*Exercise*
Please output exactly the part of the records below that opens with the line containing "below declared minimum" and closes with the line containing "if number >", both lines included, and nothing else.
==== Given entries ====
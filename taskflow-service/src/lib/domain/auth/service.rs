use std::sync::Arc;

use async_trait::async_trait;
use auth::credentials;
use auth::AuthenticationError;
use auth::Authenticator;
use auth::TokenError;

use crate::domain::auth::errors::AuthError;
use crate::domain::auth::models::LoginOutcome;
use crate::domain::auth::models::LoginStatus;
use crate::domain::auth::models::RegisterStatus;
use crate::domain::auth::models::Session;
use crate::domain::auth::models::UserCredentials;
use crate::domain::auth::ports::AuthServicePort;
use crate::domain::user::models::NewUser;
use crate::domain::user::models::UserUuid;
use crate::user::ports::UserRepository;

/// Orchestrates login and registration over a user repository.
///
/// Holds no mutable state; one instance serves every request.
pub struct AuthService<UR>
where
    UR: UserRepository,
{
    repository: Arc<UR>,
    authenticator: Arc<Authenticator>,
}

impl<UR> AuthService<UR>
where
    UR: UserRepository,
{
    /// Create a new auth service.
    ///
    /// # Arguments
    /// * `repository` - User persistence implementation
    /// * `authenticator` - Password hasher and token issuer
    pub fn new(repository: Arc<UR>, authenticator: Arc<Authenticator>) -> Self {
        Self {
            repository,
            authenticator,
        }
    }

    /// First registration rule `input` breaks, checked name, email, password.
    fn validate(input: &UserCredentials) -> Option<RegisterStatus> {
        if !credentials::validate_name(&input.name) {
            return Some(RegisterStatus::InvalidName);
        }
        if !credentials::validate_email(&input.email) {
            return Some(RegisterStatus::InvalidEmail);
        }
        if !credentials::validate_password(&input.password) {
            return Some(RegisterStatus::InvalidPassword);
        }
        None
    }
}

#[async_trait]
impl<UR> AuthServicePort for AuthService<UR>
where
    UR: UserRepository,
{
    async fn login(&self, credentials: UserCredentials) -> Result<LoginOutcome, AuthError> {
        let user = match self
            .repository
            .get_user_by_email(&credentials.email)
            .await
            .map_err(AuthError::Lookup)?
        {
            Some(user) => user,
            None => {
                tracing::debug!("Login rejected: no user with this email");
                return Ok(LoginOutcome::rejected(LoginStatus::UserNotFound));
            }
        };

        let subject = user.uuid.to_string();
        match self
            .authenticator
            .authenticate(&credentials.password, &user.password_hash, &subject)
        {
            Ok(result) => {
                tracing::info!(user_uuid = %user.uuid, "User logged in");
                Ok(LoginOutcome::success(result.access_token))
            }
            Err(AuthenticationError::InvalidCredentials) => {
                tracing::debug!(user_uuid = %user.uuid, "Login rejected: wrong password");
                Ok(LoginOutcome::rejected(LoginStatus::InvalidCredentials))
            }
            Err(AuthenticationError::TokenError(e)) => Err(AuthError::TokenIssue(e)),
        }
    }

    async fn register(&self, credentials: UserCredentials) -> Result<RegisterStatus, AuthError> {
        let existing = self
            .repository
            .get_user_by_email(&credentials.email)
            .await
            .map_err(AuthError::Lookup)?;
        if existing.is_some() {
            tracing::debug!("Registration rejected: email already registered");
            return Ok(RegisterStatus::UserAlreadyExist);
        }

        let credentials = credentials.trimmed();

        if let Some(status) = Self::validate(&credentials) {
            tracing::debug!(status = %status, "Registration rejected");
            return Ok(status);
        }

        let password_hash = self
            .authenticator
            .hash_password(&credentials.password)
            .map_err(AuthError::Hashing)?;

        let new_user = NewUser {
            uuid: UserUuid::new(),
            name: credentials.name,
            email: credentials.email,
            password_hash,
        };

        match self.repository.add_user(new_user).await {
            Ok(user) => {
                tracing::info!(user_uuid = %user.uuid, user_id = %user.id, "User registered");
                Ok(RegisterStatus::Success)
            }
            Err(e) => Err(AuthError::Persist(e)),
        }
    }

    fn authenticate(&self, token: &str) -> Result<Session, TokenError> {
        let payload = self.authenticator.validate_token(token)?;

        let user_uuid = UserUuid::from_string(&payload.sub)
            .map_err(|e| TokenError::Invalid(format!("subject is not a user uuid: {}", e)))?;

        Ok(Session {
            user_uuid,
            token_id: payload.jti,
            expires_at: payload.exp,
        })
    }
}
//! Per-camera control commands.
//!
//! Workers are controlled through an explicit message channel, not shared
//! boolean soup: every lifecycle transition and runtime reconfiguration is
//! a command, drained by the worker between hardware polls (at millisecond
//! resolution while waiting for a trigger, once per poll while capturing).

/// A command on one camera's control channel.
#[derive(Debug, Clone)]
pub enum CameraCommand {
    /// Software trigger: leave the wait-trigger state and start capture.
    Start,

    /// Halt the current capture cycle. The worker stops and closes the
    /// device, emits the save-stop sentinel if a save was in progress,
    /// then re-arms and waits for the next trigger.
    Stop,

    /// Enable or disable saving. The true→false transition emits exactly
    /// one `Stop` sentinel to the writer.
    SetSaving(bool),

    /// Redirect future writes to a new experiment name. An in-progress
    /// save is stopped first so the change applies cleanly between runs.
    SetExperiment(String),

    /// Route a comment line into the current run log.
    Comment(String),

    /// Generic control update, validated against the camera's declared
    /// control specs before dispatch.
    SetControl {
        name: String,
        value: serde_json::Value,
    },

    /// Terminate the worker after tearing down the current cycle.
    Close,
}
====
==== Given entries ====
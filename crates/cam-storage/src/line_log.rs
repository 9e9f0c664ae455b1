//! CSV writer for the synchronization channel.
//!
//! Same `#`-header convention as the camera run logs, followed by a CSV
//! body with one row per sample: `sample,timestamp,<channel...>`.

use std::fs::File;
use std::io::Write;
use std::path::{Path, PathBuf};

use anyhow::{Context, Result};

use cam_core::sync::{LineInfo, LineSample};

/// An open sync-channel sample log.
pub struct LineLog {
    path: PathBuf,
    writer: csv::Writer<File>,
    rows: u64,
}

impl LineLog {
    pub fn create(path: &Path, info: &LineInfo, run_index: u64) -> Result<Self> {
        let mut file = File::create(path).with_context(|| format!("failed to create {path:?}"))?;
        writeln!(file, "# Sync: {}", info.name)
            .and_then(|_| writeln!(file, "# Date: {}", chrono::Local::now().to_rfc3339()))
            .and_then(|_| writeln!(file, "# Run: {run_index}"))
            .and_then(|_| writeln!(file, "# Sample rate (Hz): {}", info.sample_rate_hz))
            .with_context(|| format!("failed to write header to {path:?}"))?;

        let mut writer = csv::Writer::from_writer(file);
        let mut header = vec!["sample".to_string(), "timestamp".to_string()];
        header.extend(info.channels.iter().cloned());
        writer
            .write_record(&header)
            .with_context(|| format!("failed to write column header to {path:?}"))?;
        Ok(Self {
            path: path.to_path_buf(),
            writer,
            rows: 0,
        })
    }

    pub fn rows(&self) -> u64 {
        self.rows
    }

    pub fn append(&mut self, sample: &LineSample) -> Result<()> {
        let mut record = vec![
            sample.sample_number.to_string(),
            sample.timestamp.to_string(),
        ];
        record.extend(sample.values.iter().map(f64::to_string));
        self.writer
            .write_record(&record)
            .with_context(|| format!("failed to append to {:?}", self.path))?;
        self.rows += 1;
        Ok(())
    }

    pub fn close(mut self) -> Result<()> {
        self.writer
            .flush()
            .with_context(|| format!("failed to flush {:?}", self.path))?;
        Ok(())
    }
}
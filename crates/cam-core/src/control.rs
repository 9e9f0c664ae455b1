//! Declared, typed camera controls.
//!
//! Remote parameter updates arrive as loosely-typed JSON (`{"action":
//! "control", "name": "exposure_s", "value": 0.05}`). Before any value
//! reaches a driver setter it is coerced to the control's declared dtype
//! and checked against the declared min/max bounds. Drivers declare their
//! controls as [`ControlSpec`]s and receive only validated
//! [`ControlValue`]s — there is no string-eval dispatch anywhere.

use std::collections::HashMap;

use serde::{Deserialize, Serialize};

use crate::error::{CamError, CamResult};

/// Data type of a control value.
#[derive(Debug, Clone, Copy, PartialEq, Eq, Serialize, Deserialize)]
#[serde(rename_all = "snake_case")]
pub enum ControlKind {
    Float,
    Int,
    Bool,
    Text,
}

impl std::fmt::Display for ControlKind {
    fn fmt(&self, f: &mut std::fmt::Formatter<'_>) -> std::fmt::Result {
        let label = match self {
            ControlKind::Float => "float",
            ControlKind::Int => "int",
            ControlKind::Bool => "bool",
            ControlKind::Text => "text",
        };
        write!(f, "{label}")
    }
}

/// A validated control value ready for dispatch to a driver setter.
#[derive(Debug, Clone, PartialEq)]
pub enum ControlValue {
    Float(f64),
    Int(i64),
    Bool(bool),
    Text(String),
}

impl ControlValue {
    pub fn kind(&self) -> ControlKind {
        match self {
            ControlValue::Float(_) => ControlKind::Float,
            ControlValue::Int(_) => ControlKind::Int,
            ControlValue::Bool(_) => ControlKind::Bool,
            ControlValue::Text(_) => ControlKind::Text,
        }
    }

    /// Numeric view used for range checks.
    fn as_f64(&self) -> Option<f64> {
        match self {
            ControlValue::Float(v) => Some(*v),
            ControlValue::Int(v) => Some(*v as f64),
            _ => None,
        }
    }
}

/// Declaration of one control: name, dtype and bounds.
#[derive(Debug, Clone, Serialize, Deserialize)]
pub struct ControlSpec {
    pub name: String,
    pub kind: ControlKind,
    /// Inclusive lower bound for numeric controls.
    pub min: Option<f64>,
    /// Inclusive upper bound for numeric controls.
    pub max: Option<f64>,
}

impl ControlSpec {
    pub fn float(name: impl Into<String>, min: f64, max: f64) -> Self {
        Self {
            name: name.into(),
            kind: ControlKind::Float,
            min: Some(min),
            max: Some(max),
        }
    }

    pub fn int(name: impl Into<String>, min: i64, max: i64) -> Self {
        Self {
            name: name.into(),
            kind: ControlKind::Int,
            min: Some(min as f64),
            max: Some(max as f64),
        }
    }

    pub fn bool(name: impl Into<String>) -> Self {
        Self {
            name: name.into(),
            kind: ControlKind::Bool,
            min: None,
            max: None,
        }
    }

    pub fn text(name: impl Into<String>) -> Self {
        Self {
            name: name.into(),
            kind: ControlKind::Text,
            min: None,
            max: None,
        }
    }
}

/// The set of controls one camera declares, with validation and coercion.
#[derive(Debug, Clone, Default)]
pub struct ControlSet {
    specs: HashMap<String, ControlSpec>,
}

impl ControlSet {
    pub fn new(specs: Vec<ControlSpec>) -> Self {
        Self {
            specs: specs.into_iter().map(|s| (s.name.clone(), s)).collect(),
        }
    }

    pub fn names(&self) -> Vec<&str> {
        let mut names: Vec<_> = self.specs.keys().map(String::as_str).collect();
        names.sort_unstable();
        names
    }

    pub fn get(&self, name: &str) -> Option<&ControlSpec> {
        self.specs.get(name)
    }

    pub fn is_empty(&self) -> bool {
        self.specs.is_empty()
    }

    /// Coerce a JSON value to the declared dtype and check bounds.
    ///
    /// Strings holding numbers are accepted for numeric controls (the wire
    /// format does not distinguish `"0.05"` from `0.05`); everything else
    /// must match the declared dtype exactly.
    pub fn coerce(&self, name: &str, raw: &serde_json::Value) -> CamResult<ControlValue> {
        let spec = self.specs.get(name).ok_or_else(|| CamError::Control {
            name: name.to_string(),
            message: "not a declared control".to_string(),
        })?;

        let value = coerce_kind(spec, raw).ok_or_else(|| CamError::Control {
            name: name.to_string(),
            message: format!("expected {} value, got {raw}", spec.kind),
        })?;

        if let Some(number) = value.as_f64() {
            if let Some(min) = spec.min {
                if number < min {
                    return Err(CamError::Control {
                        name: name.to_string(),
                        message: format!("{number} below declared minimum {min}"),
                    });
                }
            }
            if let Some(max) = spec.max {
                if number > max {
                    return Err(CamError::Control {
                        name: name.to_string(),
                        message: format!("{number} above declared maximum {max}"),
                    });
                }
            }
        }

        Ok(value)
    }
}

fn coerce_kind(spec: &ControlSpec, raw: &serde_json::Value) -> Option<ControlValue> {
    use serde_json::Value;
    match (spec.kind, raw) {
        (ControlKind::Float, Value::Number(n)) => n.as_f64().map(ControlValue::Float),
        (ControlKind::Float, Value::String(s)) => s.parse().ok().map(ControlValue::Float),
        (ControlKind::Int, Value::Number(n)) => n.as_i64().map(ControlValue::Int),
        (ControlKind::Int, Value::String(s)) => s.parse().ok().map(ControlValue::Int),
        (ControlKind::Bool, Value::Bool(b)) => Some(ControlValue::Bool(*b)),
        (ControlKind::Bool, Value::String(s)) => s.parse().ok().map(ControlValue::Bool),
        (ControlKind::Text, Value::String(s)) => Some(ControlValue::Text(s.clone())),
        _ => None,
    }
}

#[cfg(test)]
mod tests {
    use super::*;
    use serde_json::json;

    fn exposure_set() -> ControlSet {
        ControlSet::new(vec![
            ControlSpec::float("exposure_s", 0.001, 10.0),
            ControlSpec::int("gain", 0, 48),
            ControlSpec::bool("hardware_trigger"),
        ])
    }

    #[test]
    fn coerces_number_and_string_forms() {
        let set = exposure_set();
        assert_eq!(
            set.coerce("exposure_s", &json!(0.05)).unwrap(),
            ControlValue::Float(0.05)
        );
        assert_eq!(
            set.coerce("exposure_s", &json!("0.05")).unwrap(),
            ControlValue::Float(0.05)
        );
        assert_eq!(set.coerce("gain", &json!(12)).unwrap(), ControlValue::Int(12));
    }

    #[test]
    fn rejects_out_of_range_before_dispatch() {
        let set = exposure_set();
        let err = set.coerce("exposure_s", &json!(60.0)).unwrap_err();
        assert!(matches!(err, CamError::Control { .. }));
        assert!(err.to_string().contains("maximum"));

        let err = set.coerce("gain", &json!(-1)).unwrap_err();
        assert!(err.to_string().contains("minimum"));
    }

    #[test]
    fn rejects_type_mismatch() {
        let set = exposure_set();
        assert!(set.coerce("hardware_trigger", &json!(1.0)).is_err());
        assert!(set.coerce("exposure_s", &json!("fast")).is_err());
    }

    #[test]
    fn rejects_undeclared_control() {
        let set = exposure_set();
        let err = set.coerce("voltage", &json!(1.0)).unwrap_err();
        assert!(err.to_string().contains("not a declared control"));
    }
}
====
==== Given entries ====
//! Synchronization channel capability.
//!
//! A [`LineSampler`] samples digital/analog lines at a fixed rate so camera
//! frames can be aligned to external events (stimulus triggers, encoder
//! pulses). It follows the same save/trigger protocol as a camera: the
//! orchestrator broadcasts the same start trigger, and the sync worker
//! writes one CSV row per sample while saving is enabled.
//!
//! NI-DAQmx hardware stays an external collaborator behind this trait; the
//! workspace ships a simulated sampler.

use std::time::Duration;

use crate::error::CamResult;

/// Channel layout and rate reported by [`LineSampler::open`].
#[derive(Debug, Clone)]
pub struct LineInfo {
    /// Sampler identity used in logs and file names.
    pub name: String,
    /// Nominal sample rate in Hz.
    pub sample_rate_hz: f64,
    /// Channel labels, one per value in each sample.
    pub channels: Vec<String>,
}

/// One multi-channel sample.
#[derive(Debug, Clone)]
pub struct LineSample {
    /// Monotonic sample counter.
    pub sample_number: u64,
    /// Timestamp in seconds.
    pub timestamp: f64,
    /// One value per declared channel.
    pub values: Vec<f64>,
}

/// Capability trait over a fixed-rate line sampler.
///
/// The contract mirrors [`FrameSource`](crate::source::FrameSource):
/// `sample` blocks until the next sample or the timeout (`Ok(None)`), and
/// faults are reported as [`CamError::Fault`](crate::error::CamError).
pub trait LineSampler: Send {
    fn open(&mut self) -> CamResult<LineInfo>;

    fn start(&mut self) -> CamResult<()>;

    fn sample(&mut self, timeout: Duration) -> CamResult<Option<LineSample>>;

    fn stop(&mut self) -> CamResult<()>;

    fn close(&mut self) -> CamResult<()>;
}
====
*Output below*
                        message: format!("{number} below declared minimum {min}"),
                    });
                }
            }
            if let Some(max) = spec.max {
                if number > max {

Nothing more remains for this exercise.